Power use by commercial marijuana growing sites in the city surged an estimated 72% from 2012 to 2014, according to data obtained from Xcel Energy by city officials.
The increase reflects the rapid expansion of the state’s medical marijuana industry in 2013 and the emergence of recreational cannabis businesses in 2014, which led to a sizable spike in cultivation activity.
To put the numbers in perspective, the rise in power use by cultivators from 2012 to 2014 accounted for roughly half of Denver’s overall increase in energy consumption during that period – with the rest attributed to population growth, according to city officials.
Cannabis cultivation sites served by Xcel Energy in all of Colorado used about 200 million kilowatt-hours last year, or about a half a percent to 1% of the utility company’s total electric revenues in the state, city officials said.
An Xcel representative confirmed the vast majority of the company’s marijuana cultivation customers are located in Denver.
The industry’s heavy energy requirements are increasingly a concern for government and utility officials. Denver has an energy efficiency plan for the city that aims to cap consumption at 2012 levels – a goal that many are worried is in jeopardy specifically because of the marijuana industry.
Some local municipalities have taken matters into their own hands to combat higher burdens on their power grids. Boulder County, for instance, started levying a tax on cultivators last year of $2.16 per kilowatt hour.

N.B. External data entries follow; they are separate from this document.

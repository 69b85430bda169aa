//! Newtype IDs for type-safe entity references.
//!
//! Use the `define_id!` macro to create type-safe ID wrappers that prevent
//! accidentally mixing IDs from different entity types.

/// Macro to define a type-safe string ID wrapper.
///
/// Creates a newtype wrapper around `String` with:
/// - `Serialize`/`Deserialize` with `#[serde(transparent)]`
/// - `Debug`, `Clone`, `PartialEq`, `Eq`, `Hash`, `PartialOrd`, `Ord`
/// - Conversion methods: `new()`, `as_str()`, `into_inner()`
/// - `From<&str>`, `From<String>`, `FromStr` and `Display` implementations
///
/// # Example
///
/// ```rust
/// # use autopos_core::define_id;
/// define_id!(TicketId);
/// define_id!(BranchId);
///
/// let ticket_id = TicketId::new("T-1");
/// let branch_id = BranchId::new("B-1");
///
/// // These are different types, so this won't compile:
/// // let _: TicketId = branch_id;
/// assert_eq!(ticket_id.as_str(), "T-1");
/// ```
#[macro_export]
macro_rules! define_id {
    ($name:ident) => {
        #[derive(
            Debug,
            Clone,
            PartialEq,
            Eq,
            Hash,
            PartialOrd,
            Ord,
            ::serde::Serialize,
            ::serde::Deserialize
        )]
        #[serde(transparent)]
        pub struct $name(String);

        impl $name {
            /// Create a new ID from anything convertible to a `String`.
            #[must_use]
            pub fn new(id: impl Into<String>) -> Self {
                Self(id.into())
            }

            /// Get the underlying string value.
            #[must_use]
            pub fn as_str(&self) -> &str {
                &self.0
            }

            /// Consume the ID and return the inner string.
            #[must_use]
            pub fn into_inner(self) -> String {
                self.0
            }
        }

        impl ::core::fmt::Display for $name {
            fn fmt(&self, f: &mut ::core::fmt::Formatter<'_>) -> ::core::fmt::Result {
                f.write_str(&self.0)
            }
        }

        impl From<&str> for $name {
            fn from(id: &str) -> Self {
                Self(id.to_owned())
            }
        }

        impl From<String> for $name {
            fn from(id: String) -> Self {
                Self(id)
            }
        }

        impl From<$name> for String {
            fn from(id: $name) -> Self {
                id.0
            }
        }

        impl ::core::str::FromStr for $name {
            type Err = ::core::convert::Infallible;

            fn from_str(s: &str) -> ::core::result::Result<Self, Self::Err> {
                Ok(Self(s.to_owned()))
            }
        }

        impl AsRef<str> for $name {
            fn as_ref(&self) -> &str {
                &self.0
            }
        }
    };
}

// Define standard entity IDs
define_id!(ProductId);
define_id!(CustomerId);
define_id!(OrderId);

impl OrderId {
    /// Prefix used for invoice numbers.
    pub const INVOICE_PREFIX: &'static str = "INV-";

    /// Build an invoice number from a Unix timestamp in milliseconds.
    ///
    /// The result is a display label (`INV-<millis>`), not a globally unique
    /// key: two orders placed within the same millisecond share a label.
    #[must_use]
    pub fn from_timestamp_millis(millis: i64) -> Self {
        Self(format!("{}{millis}", Self::INVOICE_PREFIX))
    }
}

#[cfg(test)]
#[allow(clippy::unwrap_used)]
mod tests {
    use super::*;

    #[test]
    fn test_ids_serialize_as_plain_strings() {
        let id = ProductId::new("C-0001");
        assert_eq!(serde_json::to_string(&id).unwrap(), "\"C-0001\"");

        let parsed: CustomerId = serde_json::from_str("\"CU-1\"").unwrap();
        assert_eq!(parsed.as_str(), "CU-1");
    }

    #[test]
    fn test_invoice_number_from_timestamp() {
        let id = OrderId::from_timestamp_millis(1_700_000_000_123);
        assert_eq!(id.as_str(), "INV-1700000000123");
        assert_eq!(id.to_string(), "INV-1700000000123");
    }

    #[test]
    fn test_from_str_and_conversions() {
        let id: ProductId = "C-0002".parse().unwrap();
        assert_eq!(id, ProductId::from("C-0002"));
        assert_eq!(String::from(id), "C-0002");
    }
}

In other cases, utility companies in states with legal marijuana have taken action to either help cultivators design or retro-fit energy efficient operations, or provide rebates as incentives for the companies to do so on their own.
However, seemingly mundane efforts – such as offering energy rebates – have already hamstrung some publicly funded utility companies that have expressed concerns over losing federal funding for working with these state-legal businesses.
While exact figures of energy use by marijuana cultivators in a given market can be difficult to pin down and track, the existing evidence is certainly enough to warrant concern over future energy requirements and how to meet the industry’s needs in a responsible manner.
There is a growing sentiment within the industry that environmentally safe and energy efficient cultivation practices are non-starters. Businesses that are making the investment in efficient technology today will have a long-term competitive advantage over those who ignore this writing on the wall.